Konfederasyondan yapılan yazılı açıklamada darbenin, toplumları ve ülkeleri kontrol altında tutmak için geliştirilen emperyalist düzenek olduğu vurgulandı.

"Postmodern darbe" şeklinde nitelendirilen 28 Şubat'ın önceki darbelerden farklı olduğuna dikkat çekilen açıklamada, Memur-Sen'in, kendilerini milletin ve iradesinin üstünde görenleri, milletin tanklarını demokrasiye balans ayarı çekmek için kullananları, millet düşmanı ve emperyalist uşağı olarak kodladığı kaydedildi.

Memur-Sen'in 28 Şubat'a, mevzuatına, uygulamalarına ve müktesebatına karşı her zeminde mücadele ettiği bildirilen açıklamada, "Darbenin üzerinden 24 yıl geçti. İkna odaları kuranları, üniversite kapılarına turnike koyduranları, başörtülü kızlarımıza şiddet uygulayanları ve cuntanın yanında ve emrinde hazır olda durup milli iradeye, demokrasiye ve hürriyete yönelik taciz suçlarına ortak olanları unutmadık, unutmayacağız da." ifadeleri kullanıldı.

Açıklamada, Necmettin Erbakan başbakanlığında kurulan 54. Hükümet'in "sistemin kaçaklarını bulup, borç faiz denkleminden beslenen bezirgan ekonomisine darbe indirdiği ve komprador sermayeye peşkeş çekilmeye hazırlanan KİT'leri kara geçirdiği" belirtilerek, şu değerlendirmelerde bulunuldu:

"Müesses nizama göre, bu politikalar büyük suçtur ve suç ne kadar büyükse ceza da bir o kadar büyüktür. Nihayet, o kara kışın oluşturduğu iklimin açtığı yaralar hala sızlamaktadır. Bugünden geçmişe baktığımızda, 'irtica bin yıl sürerse 28 Şubat da bin yıl sürecektir' söylemiyle millete namlu doğrultan cuntacıların milletin verdiği imkanları istismar ederek elde ettikleri kirli güç ve bu kirle inşa ettikleri kibir kuleleri, milletin ortaya koyduğu emsalsiz direnç ve Anadolu'yu medeniyet coğrafyasının umudu haline getiren kadim bilinçle bizatihi millet tarafından yerle yeksan edildi. Bin yıllık vesayet rüyaları, milletin ferasetiyle kabusa döndü, düzenekleri tepelerine çöktü."

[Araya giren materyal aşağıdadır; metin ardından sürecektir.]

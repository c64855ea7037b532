//! C5, C6 and C7: constraints that shape how a season's fixtures spread across weeks.

use good_lp::Constraint;

use super::{sum_of, week_of, Variables};
use crate::model::League;

/// C5 — intra-club fixtures booked first.
///
/// A team with `k` intra-club home fixtures must play all of its intra-club fixtures (home or
/// away) either in the first `k` weeks of the season or the first `k` weeks after the
/// season's Christmas break; every other candidate slot for those fixtures is forced to zero.
pub fn intra_club_fixtures_first(league: &League, vars: &Variables) -> Vec<Constraint> {
    let w_min = league.min_week_number();
    let w_xmas = league.christmas_week_number();
    let mut constraints = Vec::new();

    for team in 0..league.teams.len() {
        let k = league.teams[team]
            .home_fixture_ids
            .iter()
            .filter(|&&fid| league.fixtures[fid].is_intra_club)
            .count() as i64;
        if k == 0 {
            continue;
        }

        let intra_fixtures = league.teams[team]
            .home_fixture_ids
            .iter()
            .chain(league.teams[team].away_fixture_ids.iter())
            .copied()
            .filter(|&fid| league.fixtures[fid].is_intra_club);

        for fixture_id in intra_fixtures {
            let disallowed: Vec<usize> = league.fixtures[fixture_id]
                .fixture_court_slot_ids
                .iter()
                .copied()
                .filter(|&fcs_id| {
                    let week = week_of(league, fcs_id);
                    let in_start_window = (0..k).contains(&(week - w_min));
                    let in_xmas_window = (0..k).contains(&(week - w_xmas));
                    !(in_start_window || in_xmas_window)
                })
                .collect();
            if !disallowed.is_empty() {
                constraints.push(sum_of(disallowed.into_iter().map(|id| vars.of(id))).leq(0));
            }
        }
    }

    constraints
}

/// C6 — at most (and, with a floor, at least) half of a team's fixtures fall before Christmas.
pub fn pre_christmas_ceiling_and_floor(league: &League, vars: &Variables) -> Vec<Constraint> {
    let w_xmas = league.christmas_week_number();
    let mut constraints = Vec::new();

    for team in 0..league.teams.len() {
        let fixtures: Vec<usize> = league.teams[team]
            .home_fixture_ids
            .iter()
            .chain(league.teams[team].away_fixture_ids.iter())
            .copied()
            .collect();
        if fixtures.is_empty() {
            continue;
        }
        let ceiling = (fixtures.len() as i32) / 2;
        let floor_value = ceiling.min(3);

        let pre_xmas_fcs = fixtures
            .iter()
            .flat_map(|&fid| league.fixtures[fid].fixture_court_slot_ids.iter().copied())
            .filter(|&fcs_id| week_of(league, fcs_id) <= w_xmas);

        let expr = sum_of(pre_xmas_fcs.map(|id| vars.of(id)));
        constraints.push(expr.clone().leq(ceiling));
        constraints.push(expr.geq(floor_value));
    }

    constraints
}

/// C7 — home/away balance before and after Christmas, and more fixtures after than before.
pub fn home_away_balance(league: &League, vars: &Variables, allowed_imbalance: i32) -> Vec<Constraint> {
    let w_xmas = league.christmas_week_number();
    let mut constraints = Vec::new();

    for team in 0..league.teams.len() {
        let home_fcs: Vec<usize> = league.teams[team]
            .home_fixture_ids
            .iter()
            .flat_map(|&fid| league.fixtures[fid].fixture_court_slot_ids.iter().copied())
            .collect();
        let away_fcs: Vec<usize> = league.teams[team]
            .away_fixture_ids
            .iter()
            .flat_map(|&fid| league.fixtures[fid].fixture_court_slot_ids.iter().copied())
            .collect();

        let pre_home = sum_of(
            home_fcs
                .iter()
                .copied()
                .filter(|&id| week_of(league, id) <= w_xmas)
                .map(|id| vars.of(id)),
        );
        let post_home = sum_of(
            home_fcs
                .iter()
                .copied()
                .filter(|&id| week_of(league, id) > w_xmas)
                .map(|id| vars.of(id)),
        );
        let pre_away = sum_of(
            away_fcs
                .iter()
                .copied()
                .filter(|&id| week_of(league, id) <= w_xmas)
                .map(|id| vars.of(id)),
        );
        let post_away = sum_of(
            away_fcs
                .iter()
                .copied()
                .filter(|&id| week_of(league, id) > w_xmas)
                .map(|id| vars.of(id)),
        );

        constraints.push((pre_home.clone() - pre_away.clone()).leq(allowed_imbalance));
        constraints.push((pre_away.clone() - pre_home.clone()).leq(allowed_imbalance));
        constraints.push((post_home.clone() - post_away.clone()).leq(allowed_imbalance));
        constraints.push((post_away.clone() - post_home.clone()).leq(allowed_imbalance));

        let pre_total = pre_home + pre_away;
        let post_total = post_home + post_away;
        constraints.push(pre_total.leq(post_total));
    }

    constraints
}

Milletin hem sorumluluk hem de iradeyi ele aldığı, darbecilere ve vesayetçilere yargı eliyle yaptıklarının hesabını sorduğuna işaret edilen açıklamada, vesayet düzeneği ve düzenlemelerinin ortadan kaldırıldığı, düzeneğin faillerinden 21'inin müebbet hapse çarptırıldığı hatırlatıldı.

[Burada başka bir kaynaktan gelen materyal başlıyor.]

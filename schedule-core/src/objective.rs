//! Objective Builder (§4.3): a single weighted-lexicographic linear objective.
//!
//! Three tiers are folded into one sum with weights chosen so each tier strictly dominates the
//! next (10^8, 10^5, 1) — the usual trick for expressing a lexicographic preference as a single
//! MILP objective without a multi-pass solve.

use good_lp::Expression;

use crate::constraints::{sum_of, week_of, Variables};
use crate::model::League;

const PRIMARY_WEIGHT: f64 = 1e8;
const SECONDARY_WEIGHT: f64 = 1e5;

/// Builds the objective expression to maximize.
pub fn build(league: &League, vars: &Variables) -> Expression {
    let w_min = league.min_week_number();
    let w_xmas = league.christmas_week_number();
    let ideal_end_week = 2 * w_xmas - w_min;

    let primary = sum_of((0..league.fixture_court_slots.len()).map(|id| vars.of(id)));

    let secondary = sum_of(
        (0..league.fixture_court_slots.len())
            .filter(|&id| week_of(league, id) < w_xmas)
            .map(|id| vars.of(id)),
    );

    let mut tertiary = Expression::from(0.0);
    for id in 0..league.fixture_court_slots.len() {
        let week = week_of(league, id);
        if week > ideal_end_week {
            tertiary += sum_of([vars.of(id)]) * (week as f64);
        }
    }

    primary * PRIMARY_WEIGHT + secondary * SECONDARY_WEIGHT - tertiary
}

Bu dönemde ihraç edilenler ile istifaya zorlananların göreve yeniden başlamalarına, açıkta geçen sürelerinin çalışmış gibi sayılmasına ve başörtülü olarak görev yapmalarına yönelik düzenlemelerin hayata geçirildiği anımsatılan açıklamada, şunlar kaydedildi:

"Güne ve yarına dair sorunlar giderildi, ne var ki geçmişteki kayıplar giderilmedi, vesayet döneminin verdiği zararlar tazmin edilmedi. 'İrtica' söylemiyle açılan ve cunta karşısında hazır olda duran hakimlerin verdikleri mahkeme kararlarının da yok hükmünde sayılması gerekir. Zira söz konusu mahkeme kararları, 'millet adına' değil, 'esareti altında oldukları vesayet adına' verildi. İdarenin vesayet altında olduğunu, yürütmeye yönelik vesayet uygulandığını kabul edip yargı alanında bu vesayetin olmadığını düşünmek, kabul etmek, 28 Şubat'ı küçültmek, darbe gerçeğini küçümsemek olur.

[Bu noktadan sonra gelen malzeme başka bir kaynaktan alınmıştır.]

/// The in-memory league model (§3).
///
/// Built once by [`League::from_config`], then enriched in place by
/// [`crate::generator::generate_fixtures`], and finally annotated by the solver driver.
#[derive(Debug, Clone, Serialize)]
pub struct League {
    pub clubs: Vec<Club>,
    pub teams: Vec<Team>,
    pub dates: Vec<LeagueDate>,
    pub court_slots: Vec<CourtSlot>,
    pub fixtures: Vec<Fixture>,
    pub fixture_court_slots: Vec<FixtureCourtSlot>,

    #[serde(skip)]
    date_by_str: HashMap<String, usize>,
    #[serde(skip)]
    team_by_name: HashMap<String, usize>,
}

impl League {
    /// Builds the league model from its external configuration (§3.1).
    ///
    /// Order of operations mirrors the original per-club ingestion: clubs and their teams and
    /// court slots first, then the previous-league-organisation table assigns divisions. Any
    /// team left at division zero afterwards is a fatal [`ConfigError`].
    pub fn from_config(config: &LeagueConfig) -> Result<League, ConfigError> {
        let mut league = League {
            clubs: Vec::new(),
            teams: Vec::new(),
            dates: Vec::new(),
            court_slots: Vec::new(),
            fixtures: Vec::new(),
            fixture_court_slots: Vec::new(),
            date_by_str: HashMap::new(),
            team_by_name: HashMap::new(),
        };

        for club_config in &config.clubs {
            league.add_club(club_config)?;
        }

        league.apply_previous_divisions(&config.previous_division)?;

        for team in &league.teams {
            if team.division == 0 {
                return Err(ConfigError::MissingDivision(team.name.clone()));
            }
        }

        Ok(league)
    }

    fn add_club(&mut self, config: &ClubConfig) -> Result<(), ConfigError> {
        let club_id = self.clubs.len();
        self.clubs.push(Club {
            name: config.name.clone(),
            team_ids: Vec::new(),
            court_slot_ids: Vec::new(),
        });

        for row in &config.teams {
            let team_id = self.teams.len();
            let name = format!("{} {} {}", config.name, row.league_name, row.team_rank);
            self.teams.push(Team {
                club: club_id,
                league: row.league_name.clone(),
                rank: row.team_rank,
                availability_group: row.availability_group.clone(),
                division: 0,
                name: name.clone(),
                home_fixture_ids: Vec::new(),
                away_fixture_ids: Vec::new(),
            });
            self.team_by_name.insert(name, team_id);
            self.clubs[club_id].team_ids.push(team_id);
        }

        for row in &config.availability {
            if row.available.eq_ignore_ascii_case("unavailable") {
                continue;
            }
            let date_id = self.intern_date(&config.name, row)?;
            for concurrency in 0..row.num_concurrent_matches {
                let slot_id = self.court_slots.len();
                let slot_name = format!("{} {} {}", config.name, row.date, concurrency);
                self.court_slots.push(CourtSlot {
                    date: date_id,
                    club: club_id,
                    concurrency,
                    priority: row.priority,
                    name: slot_name,
                    team_ids: Vec::new(),
                    fixture_court_slot_ids: Vec::new(),
                });
                self.dates[date_id].court_slot_ids.push(slot_id);
                self.clubs[club_id].court_slot_ids.push(slot_id);

                for &team_id in &self.clubs[club_id].team_ids.clone() {
                    if self.teams[team_id].availability_group == row.available {
                        self.add_team_to_court_slot(team_id, slot_id)?;
                    }
                }
            }
        }

        Ok(())
    }

    fn intern_date(&mut self, club_name: &str, row: &AvailabilityRow) -> Result<usize, ConfigError> {
        if let Some(&id) = self.date_by_str.get(&row.date) {
            return Ok(id);
        }
        let parsed = NaiveDate::parse_from_str(&row.date, "%d-%b-%Y").map_err(|source| {
            ConfigError::InvalidDate {
                club: club_name.to_string(),
                date: row.date.clone(),
                source,
            }
        })?;
        let anchor = self.season_anchor(parsed);
        let week_number = (parsed - anchor).num_days().div_euclid(7);
        let id = self.dates.len();
        self.dates.push(LeagueDate {
            date: parsed,
            date_str: row.date.clone(),
            league_type: row.league_type.clone(),
            weekday: row.weekday.clone(),
            week_number,
            court_slot_ids: Vec::new(),
        });
        self.date_by_str.insert(row.date.clone(), id);
        Ok(id)
    }

    /// The season anchor is the earliest date seen so far, recomputed as dates are interned.
    ///
    /// Week numbers for already-interned dates are *not* retroactively rebased; callers are
    /// expected to supply availability rows in roughly chronological order, matching the
    /// original implementation's single up-front anchor. See DESIGN.md for why this crate
    /// derives the anchor from the data instead of hard-coding a season's start date.
    fn season_anchor(&self, candidate: NaiveDate) -> NaiveDate {
        self.dates
            .iter()
            .map(|d| d.date)
            .chain(std::iter::once(candidate))
            .min()
            .unwrap_or(candidate)
    }

    fn add_team_to_court_slot(&mut self, team_id: usize, slot_id: usize) -> Result<(), ConfigError> {
        let team_club = self.teams[team_id].club;
        let slot_club = self.court_slots[slot_id].club;
        if team_club != slot_club {
            return Err(ConfigError::CrossClubCourtSlot {
                team: self.teams[team_id].name.clone(),
                team_club: self.clubs[team_club].name.clone(),
                slot_club: self.clubs[slot_club].name.clone(),
            });
        }
        self.court_slots[slot_id].team_ids.push(team_id);
        Ok(())
    }

    fn apply_previous_divisions(&mut self, rows: &[PreviousDivisionRow]) -> Result<(), ConfigError> {
        for row in rows {
            let club_id = self
                .clubs
                .iter()
                .position(|c| c.name == row.club)
                .ok_or_else(|| ConfigError::UnknownClubInDivisionTable(row.club.clone()))?;
            let team_id = self.clubs[club_id]
                .team_ids
                .iter()
                .copied()
                .find(|&t| self.teams[t].league == row.league && self.teams[t].rank == row.team_rank)
                .ok_or_else(|| ConfigError::UnknownTeamInDivisionTable {
                    club: row.club.clone(),
                    league: row.league.clone(),
                    rank: row.team_rank,
                })?;
            let division: u32 = row.new_division.trim().parse().map_err(|_| ConfigError::InvalidDivision {
                team: self.teams[team_id].name.clone(),
                value: row.new_division.clone(),
            })?;
            self.teams[team_id].division = division;
        }
        Ok(())
    }

    pub fn get_team_by_name(&self, name: &str) -> Option<usize> {
        self.team_by_name.get(name).copied()
    }

    pub fn get_date_by_str(&self, date_str: &str) -> Option<usize> {
        self.date_by_str.get(date_str).copied()
    }

    /// The minimum week number of any date in the season (`W_min`, §4.2).
    pub fn min_week_number(&self) -> i64 {
        self.dates.iter().map(|d| d.week_number).min().unwrap_or(0)
    }

    /// The first schedulable week number in the calendar year after the season's first date
    /// (`W_xmas`, §4.2).
    pub fn christmas_week_number(&self) -> i64 {
        let Some(min_date) = self.dates.iter().map(|d| d.date).min() else {
            return 0;
        };
        let second_year = min_date.year_ce().1 as i32 + 1;
        self.dates
            .iter()
            .filter(|d| d.date.year_ce().1 as i32 == second_year)
            .map(|d| d.week_number)
            .min()
            .unwrap_or_else(|| self.min_week_number())
    }
}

Memur-Sen ailesi olarak diyoruz ki 28 Şubat mazlumlarının hukukunu inşa edecek, haklarını ihya, itibarlarını iade, zararlarını tazmin edecek kararlar, kararnameler, kanunlar yürürlüğe koymak mazlum ve mağdurlara karşı borcumuz ve tarihe ve geleceğe karşı ortak sorumluluğumuzdur."